** EXERCISE GOAL **
Filter the records for "InvalidLength" and keep each line that has it.
(DATA SHOWN)
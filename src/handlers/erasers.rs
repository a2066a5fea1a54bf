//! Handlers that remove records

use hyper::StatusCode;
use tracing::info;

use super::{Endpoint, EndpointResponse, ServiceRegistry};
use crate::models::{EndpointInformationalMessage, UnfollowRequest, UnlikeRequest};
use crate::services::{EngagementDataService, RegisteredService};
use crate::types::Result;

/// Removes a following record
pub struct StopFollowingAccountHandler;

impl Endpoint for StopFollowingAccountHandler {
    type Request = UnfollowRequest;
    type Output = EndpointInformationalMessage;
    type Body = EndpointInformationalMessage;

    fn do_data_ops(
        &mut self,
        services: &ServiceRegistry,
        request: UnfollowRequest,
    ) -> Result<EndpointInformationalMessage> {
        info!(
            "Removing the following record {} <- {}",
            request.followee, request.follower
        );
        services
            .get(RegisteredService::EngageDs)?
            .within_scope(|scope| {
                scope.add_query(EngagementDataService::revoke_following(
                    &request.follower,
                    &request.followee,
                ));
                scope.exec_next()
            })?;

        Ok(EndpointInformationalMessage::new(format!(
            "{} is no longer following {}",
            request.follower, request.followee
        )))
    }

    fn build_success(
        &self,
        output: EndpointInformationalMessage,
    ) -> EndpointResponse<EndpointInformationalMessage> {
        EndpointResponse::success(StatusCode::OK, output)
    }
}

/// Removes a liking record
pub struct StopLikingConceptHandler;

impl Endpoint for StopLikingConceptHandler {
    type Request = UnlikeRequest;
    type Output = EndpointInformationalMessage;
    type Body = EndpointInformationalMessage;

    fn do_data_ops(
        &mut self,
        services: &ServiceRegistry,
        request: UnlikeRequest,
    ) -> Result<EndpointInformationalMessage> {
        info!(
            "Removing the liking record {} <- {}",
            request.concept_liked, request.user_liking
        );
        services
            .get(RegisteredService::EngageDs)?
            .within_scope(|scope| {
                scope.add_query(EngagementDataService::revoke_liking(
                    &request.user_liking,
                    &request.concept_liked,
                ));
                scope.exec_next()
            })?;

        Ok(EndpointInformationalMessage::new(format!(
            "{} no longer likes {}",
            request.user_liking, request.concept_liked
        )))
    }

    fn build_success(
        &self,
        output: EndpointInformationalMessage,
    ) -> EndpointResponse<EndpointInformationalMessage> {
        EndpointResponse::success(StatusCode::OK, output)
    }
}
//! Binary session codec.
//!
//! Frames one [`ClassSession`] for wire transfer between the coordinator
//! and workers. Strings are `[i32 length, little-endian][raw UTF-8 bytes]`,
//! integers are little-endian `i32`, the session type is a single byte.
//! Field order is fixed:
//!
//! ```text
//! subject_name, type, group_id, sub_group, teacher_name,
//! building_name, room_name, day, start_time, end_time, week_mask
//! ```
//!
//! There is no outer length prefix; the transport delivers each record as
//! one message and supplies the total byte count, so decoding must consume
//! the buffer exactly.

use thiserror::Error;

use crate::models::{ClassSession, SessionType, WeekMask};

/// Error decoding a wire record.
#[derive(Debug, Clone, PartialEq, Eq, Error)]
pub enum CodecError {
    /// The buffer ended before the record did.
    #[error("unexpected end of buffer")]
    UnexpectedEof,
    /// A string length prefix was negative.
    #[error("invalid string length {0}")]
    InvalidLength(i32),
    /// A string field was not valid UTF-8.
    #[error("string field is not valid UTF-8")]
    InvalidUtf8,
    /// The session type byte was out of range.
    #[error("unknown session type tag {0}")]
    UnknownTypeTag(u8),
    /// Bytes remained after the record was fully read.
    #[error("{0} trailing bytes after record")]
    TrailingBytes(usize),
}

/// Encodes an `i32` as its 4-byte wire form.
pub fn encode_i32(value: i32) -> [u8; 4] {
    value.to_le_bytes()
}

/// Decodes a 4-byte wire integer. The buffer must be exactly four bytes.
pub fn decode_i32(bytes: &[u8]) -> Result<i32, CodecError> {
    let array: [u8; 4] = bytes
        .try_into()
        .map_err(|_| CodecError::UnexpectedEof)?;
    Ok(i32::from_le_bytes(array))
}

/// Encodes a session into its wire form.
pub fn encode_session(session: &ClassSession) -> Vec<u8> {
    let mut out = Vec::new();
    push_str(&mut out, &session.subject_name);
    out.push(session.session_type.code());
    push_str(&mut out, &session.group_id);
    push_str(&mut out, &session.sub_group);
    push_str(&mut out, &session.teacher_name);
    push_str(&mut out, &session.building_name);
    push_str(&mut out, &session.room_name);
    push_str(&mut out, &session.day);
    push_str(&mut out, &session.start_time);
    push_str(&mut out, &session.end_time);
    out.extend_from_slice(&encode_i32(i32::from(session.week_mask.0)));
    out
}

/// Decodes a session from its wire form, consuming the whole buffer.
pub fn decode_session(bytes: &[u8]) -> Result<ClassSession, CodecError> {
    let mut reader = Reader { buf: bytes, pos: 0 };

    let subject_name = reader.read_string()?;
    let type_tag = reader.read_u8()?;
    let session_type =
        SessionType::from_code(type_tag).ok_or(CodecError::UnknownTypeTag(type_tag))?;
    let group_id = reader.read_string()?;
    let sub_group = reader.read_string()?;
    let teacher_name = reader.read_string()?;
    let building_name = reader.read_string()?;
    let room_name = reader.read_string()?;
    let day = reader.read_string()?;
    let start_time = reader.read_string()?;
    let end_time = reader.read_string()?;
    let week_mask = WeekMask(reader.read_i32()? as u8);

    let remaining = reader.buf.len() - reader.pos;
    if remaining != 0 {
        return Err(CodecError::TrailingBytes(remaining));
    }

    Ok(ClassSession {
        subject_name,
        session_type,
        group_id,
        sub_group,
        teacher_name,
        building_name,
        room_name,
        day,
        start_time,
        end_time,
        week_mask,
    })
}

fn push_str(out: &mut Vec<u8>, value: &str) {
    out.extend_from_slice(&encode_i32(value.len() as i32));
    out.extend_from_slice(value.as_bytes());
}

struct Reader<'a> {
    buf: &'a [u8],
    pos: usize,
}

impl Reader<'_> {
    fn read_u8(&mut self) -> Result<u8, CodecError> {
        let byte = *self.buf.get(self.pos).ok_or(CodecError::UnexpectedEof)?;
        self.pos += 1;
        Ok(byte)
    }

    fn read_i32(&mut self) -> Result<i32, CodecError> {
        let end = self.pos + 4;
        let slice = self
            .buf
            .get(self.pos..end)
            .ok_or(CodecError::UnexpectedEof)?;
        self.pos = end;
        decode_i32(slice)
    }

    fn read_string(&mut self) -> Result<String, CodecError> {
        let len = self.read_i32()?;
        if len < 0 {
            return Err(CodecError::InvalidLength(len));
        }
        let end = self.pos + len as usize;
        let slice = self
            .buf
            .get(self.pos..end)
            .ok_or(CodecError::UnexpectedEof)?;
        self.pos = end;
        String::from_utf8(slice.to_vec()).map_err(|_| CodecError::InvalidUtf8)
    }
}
(End DATA SHOWN)
** RESULT FOR THIS EXERCISE **
    InvalidLength(i32),
            return Err(CodecError::InvalidLength(len));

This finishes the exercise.